# [WORK TASK]
Beneath this line are the data; copy exactly the part of them that opens with the line containing "pub mod error;" and closes with the line containing "pub use value::Value;", and only that part.
SUPPLIED DATA Start Marker
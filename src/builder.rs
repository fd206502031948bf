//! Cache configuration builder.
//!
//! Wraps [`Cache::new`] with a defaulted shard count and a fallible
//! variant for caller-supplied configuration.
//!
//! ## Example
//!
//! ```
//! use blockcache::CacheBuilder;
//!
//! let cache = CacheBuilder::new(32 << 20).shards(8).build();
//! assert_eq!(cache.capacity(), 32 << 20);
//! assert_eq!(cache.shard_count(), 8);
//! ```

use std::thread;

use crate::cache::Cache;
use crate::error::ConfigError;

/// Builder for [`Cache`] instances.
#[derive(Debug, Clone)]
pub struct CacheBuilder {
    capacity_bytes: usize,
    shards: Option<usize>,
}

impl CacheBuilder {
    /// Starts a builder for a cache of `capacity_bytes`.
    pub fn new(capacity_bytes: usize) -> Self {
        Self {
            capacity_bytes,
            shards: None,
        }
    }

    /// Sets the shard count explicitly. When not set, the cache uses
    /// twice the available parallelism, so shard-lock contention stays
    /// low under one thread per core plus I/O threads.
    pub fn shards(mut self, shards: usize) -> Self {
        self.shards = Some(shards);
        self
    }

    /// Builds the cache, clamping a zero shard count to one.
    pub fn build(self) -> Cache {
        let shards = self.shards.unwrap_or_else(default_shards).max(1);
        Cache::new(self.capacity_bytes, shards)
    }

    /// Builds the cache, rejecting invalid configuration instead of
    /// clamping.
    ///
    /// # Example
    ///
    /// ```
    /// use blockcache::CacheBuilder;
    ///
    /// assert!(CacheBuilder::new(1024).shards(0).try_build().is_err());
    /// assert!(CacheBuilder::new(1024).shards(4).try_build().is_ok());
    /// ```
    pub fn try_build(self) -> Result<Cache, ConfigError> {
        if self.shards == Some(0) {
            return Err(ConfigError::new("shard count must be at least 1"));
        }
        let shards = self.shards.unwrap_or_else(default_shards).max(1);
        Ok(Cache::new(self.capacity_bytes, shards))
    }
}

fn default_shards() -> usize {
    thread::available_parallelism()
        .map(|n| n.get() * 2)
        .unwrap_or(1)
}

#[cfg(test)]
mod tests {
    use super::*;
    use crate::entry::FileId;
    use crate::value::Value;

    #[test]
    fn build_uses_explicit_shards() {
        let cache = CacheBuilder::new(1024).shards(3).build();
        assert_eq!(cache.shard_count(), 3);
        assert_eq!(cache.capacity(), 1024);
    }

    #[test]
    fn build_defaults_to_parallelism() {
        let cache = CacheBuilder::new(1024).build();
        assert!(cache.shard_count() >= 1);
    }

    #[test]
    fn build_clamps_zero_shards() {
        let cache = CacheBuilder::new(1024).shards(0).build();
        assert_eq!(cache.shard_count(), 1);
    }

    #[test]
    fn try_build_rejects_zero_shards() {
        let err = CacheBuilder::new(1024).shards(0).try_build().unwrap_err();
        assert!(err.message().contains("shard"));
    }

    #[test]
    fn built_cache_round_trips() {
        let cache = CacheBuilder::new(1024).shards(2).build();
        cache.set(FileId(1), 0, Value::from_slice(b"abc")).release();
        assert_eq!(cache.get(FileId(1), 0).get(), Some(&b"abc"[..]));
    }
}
SUPPLIED DATA End Marker
SUPPLIED DATA Start Marker
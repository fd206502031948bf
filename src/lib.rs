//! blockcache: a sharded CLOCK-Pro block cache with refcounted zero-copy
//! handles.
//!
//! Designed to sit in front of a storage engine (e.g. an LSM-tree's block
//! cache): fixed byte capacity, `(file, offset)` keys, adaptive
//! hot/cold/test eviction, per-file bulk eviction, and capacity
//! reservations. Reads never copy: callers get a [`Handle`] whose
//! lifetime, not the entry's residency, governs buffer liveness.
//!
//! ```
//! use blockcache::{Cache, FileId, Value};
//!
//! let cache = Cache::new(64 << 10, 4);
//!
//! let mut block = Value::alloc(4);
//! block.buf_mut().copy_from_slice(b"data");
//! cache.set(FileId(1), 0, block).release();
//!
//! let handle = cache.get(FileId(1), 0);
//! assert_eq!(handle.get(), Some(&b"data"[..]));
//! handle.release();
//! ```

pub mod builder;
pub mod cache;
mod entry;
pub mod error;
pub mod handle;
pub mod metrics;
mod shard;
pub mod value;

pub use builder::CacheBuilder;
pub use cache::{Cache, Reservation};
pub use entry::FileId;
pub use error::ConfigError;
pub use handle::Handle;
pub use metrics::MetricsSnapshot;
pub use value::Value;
SUPPLIED DATA End Marker
# [EXERCISE SOLUTION]
pub mod error;
pub mod handle;
pub mod metrics;
mod shard;
pub mod value;

pub use builder::CacheBuilder;
pub use cache::{Cache, Reservation};
pub use entry::FileId;
pub use error::ConfigError;
pub use handle::Handle;
pub use metrics::MetricsSnapshot;
pub use value::Value;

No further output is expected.